Ultra-rare renal diseases diagnosed with whole-exome sequencing: Utility in diagnosis and management.

2021 
This study aimed to use whole-exome sequencing (WES) to diagnose ultra-rare renal diseases and the clinical impact of such an approach on patient care. Clinical, radiological, pathological, and genetic findings were reviewed in the patients and their family members. Nine patients from nine unrelated Korean families were included in the study and evaluated. WES identified eight different conditions in these patients, i.e., autosomal dominant tubulointerstitial kidney disease associated with UMOD mutation; recurrent urinary stones associated with APRT deficiency; Ayme-Gripp syndrome associated with MAF mutation; short rib-thoracic dysplasia associated with IFT140 mutation; renal coloboma syndrome associated with PAX2 mutations; idiopathic infantile hypercalcemia associated with CYP24A1 mutation; and hypomagnesemia associated with TRPM mutation. Eleven different mutations, including seven novel mutations, were identified, i.e., four truncating mutations, six missense mutations, and one splice-acceptor variant. After genetic confirmation, strategies for the management of the following: medications, donor selection for renal transplantation, and surveillance for extra-renal manifestations were altered.
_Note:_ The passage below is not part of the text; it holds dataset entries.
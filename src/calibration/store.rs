// CalibrationStore - bias/scale parameters under a bounded-wait lock
//
// Every get/set acquires the lock for a single field access and never holds
// it across sampling. When the lock cannot be taken within the configured
// wait, the caller gets `CalibrationError::LockContention` and the stored
// value is left untouched.

use std::time::Duration;

use serde::{Deserialize, Serialize};
use tokio::sync::{Mutex, MutexGuard};
use tokio::time::timeout;

use crate::error::CalibrationError;

/// Current zero-point and gain of the sensor
#[derive(Debug, Clone, Copy, PartialEq, Serialize, Deserialize)]
pub struct CalibrationParameters {
    /// DC offset subtracted from every sample, in volts
    pub bias_voltage: f32,
    /// Amps per volt of RMS AC signal
    pub scale_factor: f32,
}

/// Calibration Parameter Store
pub struct CalibrationStore {
    params: Mutex<CalibrationParameters>,
    defaults: CalibrationParameters,
    /// Upper bound for a physically meaningful bias
    max_bias: f32,
    lock_timeout: Duration,
}

impl CalibrationStore {
    /// Create a store initialized with manufacturer defaults
    ///
    /// # Arguments
    /// * `defaults` - Parameters restored by `reset`
    /// * `max_bias` - ADC reference voltage; bias must stay in `[0, max_bias]`
    /// * `lock_timeout` - Bounded wait for every access
    pub fn new(defaults: CalibrationParameters, max_bias: f32, lock_timeout: Duration) -> Self {
        Self {
            params: Mutex::new(defaults),
            defaults,
            max_bias,
            lock_timeout,
        }
    }

    async fn lock(
        &self,
        resource: &'static str,
    ) -> Result<MutexGuard<'_, CalibrationParameters>, CalibrationError> {
        timeout(self.lock_timeout, self.params.lock())
            .await
            .map_err(|_| CalibrationError::LockContention { resource })
    }

    pub async fn get_bias(&self) -> Result<f32, CalibrationError> {
        Ok(self.lock("bias").await?.bias_voltage)
    }

    pub async fn get_scale(&self) -> Result<f32, CalibrationError> {
        Ok(self.lock("scale").await?.scale_factor)
    }

    /// Both parameters read under a single acquisition
    pub async fn snapshot(&self) -> Result<CalibrationParameters, CalibrationError> {
        Ok(*self.lock("parameters").await?)
    }

    pub async fn set_bias(&self, bias_voltage: f32) -> Result<(), CalibrationError> {
        self.validate_bias(bias_voltage)?;
        let mut params = self.lock("bias").await?;
        params.bias_voltage = bias_voltage;
        log::info!("[Store] Bias voltage set to {:.4} V", bias_voltage);
        Ok(())
    }

    pub async fn set_scale(&self, scale_factor: f32) -> Result<(), CalibrationError> {
        Self::validate_scale(scale_factor)?;
        let mut params = self.lock("scale").await?;
        params.scale_factor = scale_factor;
        log::info!("[Store] Scale factor set to {:.2} A/V", scale_factor);
        Ok(())
    }

    /// Replace both parameters atomically; nothing is written if either is invalid
    pub async fn set_parameters(
        &self,
        new_params: CalibrationParameters,
    ) -> Result<(), CalibrationError> {
        self.validate_bias(new_params.bias_voltage)?;
        Self::validate_scale(new_params.scale_factor)?;
        let mut params = self.lock("parameters").await?;
        *params = new_params;
        log::info!(
            "[Store] Parameters set: bias={:.4} V, scale={:.2} A/V",
            new_params.bias_voltage,
            new_params.scale_factor
        );
        Ok(())
    }

    /// Restore manufacturer defaults
    pub async fn reset(&self) -> Result<CalibrationParameters, CalibrationError> {
        self.set_parameters(self.defaults).await?;
        Ok(self.defaults)
    }

    pub fn defaults(&self) -> CalibrationParameters {
        self.defaults
    }

    fn validate_bias(&self, bias_voltage: f32) -> Result<(), CalibrationError> {
        if !bias_voltage.is_finite() || !(0.0..=self.max_bias).contains(&bias_voltage) {
            return Err(CalibrationError::InvalidParameter {
                name: "bias_voltage",
                value: bias_voltage,
            });
        }
        Ok(())
    }

    fn validate_scale(scale_factor: f32) -> Result<(), CalibrationError> {
        if !scale_factor.is_finite() || scale_factor <= 0.0 {
            return Err(CalibrationError::InvalidParameter {
                name: "scale_factor",
                value: scale_factor,
            });
        }
        Ok(())
    }

    #[cfg(test)]
    pub(crate) async fn hold_lock_for_test(&self) -> MutexGuard<'_, CalibrationParameters> {
        self.params.lock().await
    }
}
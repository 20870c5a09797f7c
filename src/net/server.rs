//! UDP command server: one datagram in, one response datagram out.

use std::sync::Arc;
use std::time::Duration;

use tokio::net::UdpSocket;

use crate::context::AppContext;
use crate::protocol;
use crate::shutdown::ShutdownSignal;

/// Largest command datagram accepted
pub const MAX_DATAGRAM: usize = 1024;

/// Serve commands until cancelled
pub async fn serve_commands(ctx: Arc<AppContext>, socket: UdpSocket, signal: ShutdownSignal) {
    match socket.local_addr() {
        Ok(addr) => tracing::info!(%addr, "[CommandServer] Listening"),
        Err(e) => tracing::warn!(error = %e, "[CommandServer] Listening on unknown address"),
    }

    let mut buf = vec![0u8; MAX_DATAGRAM];
    loop {
        let received = tokio::select! {
            _ = signal.triggered() => None,
            received = socket.recv_from(&mut buf) => Some(received),
        };
        let (len, peer) = match received {
            None => break,
            Some(Ok(datagram)) => datagram,
            Some(Err(e)) => {
                tracing::warn!(error = %e, "[CommandServer] Receive error");
                if !signal.sleep(Duration::from_secs(1)).await {
                    break;
                }
                continue;
            }
        };

        let raw = String::from_utf8_lossy(&buf[..len]).into_owned();
        tracing::info!(%peer, command = %raw.trim(), "[CommandServer] Processing command");

        let response = protocol::execute(&ctx, &raw).await.to_string();
        if let Err(e) = socket.send_to(response.as_bytes(), peer).await {
            tracing::warn!(%peer, error = %e, "[CommandServer] Failed to send response");
        }
    }

    tracing::info!("[CommandServer] Stopped");
}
In addition, genetic counseling was provided for the patients and their family members with respect to family member screening for affected but yet unidentified patients and future reproductive planning. As WES can effectively identify ultra-rare genetic renal diseases, facilitate the diagnosis process, and improve patient care, it is a good approach to enable a better understanding of ultra-rare conditions and for the establishment of appropriate counseling, surveillance, and management strategies.